[Information given]

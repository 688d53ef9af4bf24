//! Errors raised while compiling. Every one of them aborts the compilation.

// miette's derive expands to assignments rustc reports as unused
#![allow(unused_assignments)]

use std::fmt;

use miette::Diagnostic;
use thiserror::Error;

use crate::token::{Location, Span, TokenKind};

pub type CompileResult<T> = Result<T, CompileError>;

#[derive(Debug, Clone, PartialEq, Eq, Error, Diagnostic)]
pub enum LexError {
    #[error("unexpected character {ch:?} at {location}")]
    #[diagnostic(code(bracket::lex::unexpected_character))]
    UnexpectedCharacter {
        ch: char,
        location: Location,
        #[label("not part of the language")]
        span: Span,
    },

    #[error("unexpected `/` at {location}")]
    #[diagnostic(
        code(bracket::lex::stray_slash),
        help("line comments start with `//`")
    )]
    StraySlash {
        location: Location,
        #[label("expected a second `/`")]
        span: Span,
    },
}

impl LexError {
    pub fn span(&self) -> Span {
        match self {
            LexError::UnexpectedCharacter { span, .. } | LexError::StraySlash { span, .. } => *span,
        }
    }
}

/// What the parser was looking for when it gave up.
#[derive(Debug, Clone, Copy, PartialEq, Eq)]
pub enum Expected {
    Token(TokenKind),
    Expression,
}

impl fmt::Display for Expected {
    fn fmt(&self, f: &mut fmt::Formatter<'_>) -> fmt::Result {
        match self {
            Expected::Token(kind) => kind.fmt(f),
            Expected::Expression => f.write_str("an expression"),
        }
    }
}

#[derive(Debug, Clone, PartialEq, Eq, Error, Diagnostic)]
pub enum CompileError {
    #[error(transparent)]
    #[diagnostic(transparent)]
    Lex(#[from] LexError),

    #[error("unexpected end of input at {location}, expected {expected}")]
    #[diagnostic(code(bracket::parse::unexpected_end_of_input))]
    UnexpectedEndOfInput {
        expected: Expected,
        location: Location,
        #[label("input ends here")]
        span: Span,
    },

    #[error("unexpected {found} at {location}, expected {expected}")]
    #[diagnostic(code(bracket::parse::unexpected_token))]
    UnexpectedToken {
        expected: Expected,
        found: TokenKind,
        text: String,
        location: Location,
        #[label("found `{text}`")]
        span: Span,
    },

    #[error("nesting deeper than {limit} levels at {location}")]
    #[diagnostic(
        code(bracket::parse::nesting_too_deep),
        help("split the expression with `Def`")
    )]
    NestingTooDeep {
        limit: usize,
        location: Location,
        #[label("too deep")]
        span: Span,
    },

    #[error("malformed `{form}`: {reason}")]
    #[diagnostic(code(bracket::codegen::malformed_special_form))]
    MalformedSpecialForm {
        form: String,
        reason: String,
        #[label("in this `{form}`")]
        span: Span,
    },
}

impl CompileError {
    pub fn malformed(form: impl Into<String>, reason: impl Into<String>, span: Span) -> Self {
        CompileError::MalformedSpecialForm {
            form: form.into(),
            reason: reason.into(),
            span,
        }
    }

    pub fn span(&self) -> Span {
        match self {
            CompileError::Lex(err) => err.span(),
            CompileError::UnexpectedEndOfInput { span, .. }
            | CompileError::UnexpectedToken { span, .. }
            | CompileError::NestingTooDeep { span, .. }
            | CompileError::MalformedSpecialForm { span, .. } => *span,
        }
    }

    pub fn is_end_of_input(&self) -> bool {
        matches!(self, CompileError::UnexpectedEndOfInput { .. })
    }
}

[/Information given]

### What to do
Show every line in the listing above that carries the word "help".

### Response below
        help("line comments start with `//`")
        help("split the expression with `Def`")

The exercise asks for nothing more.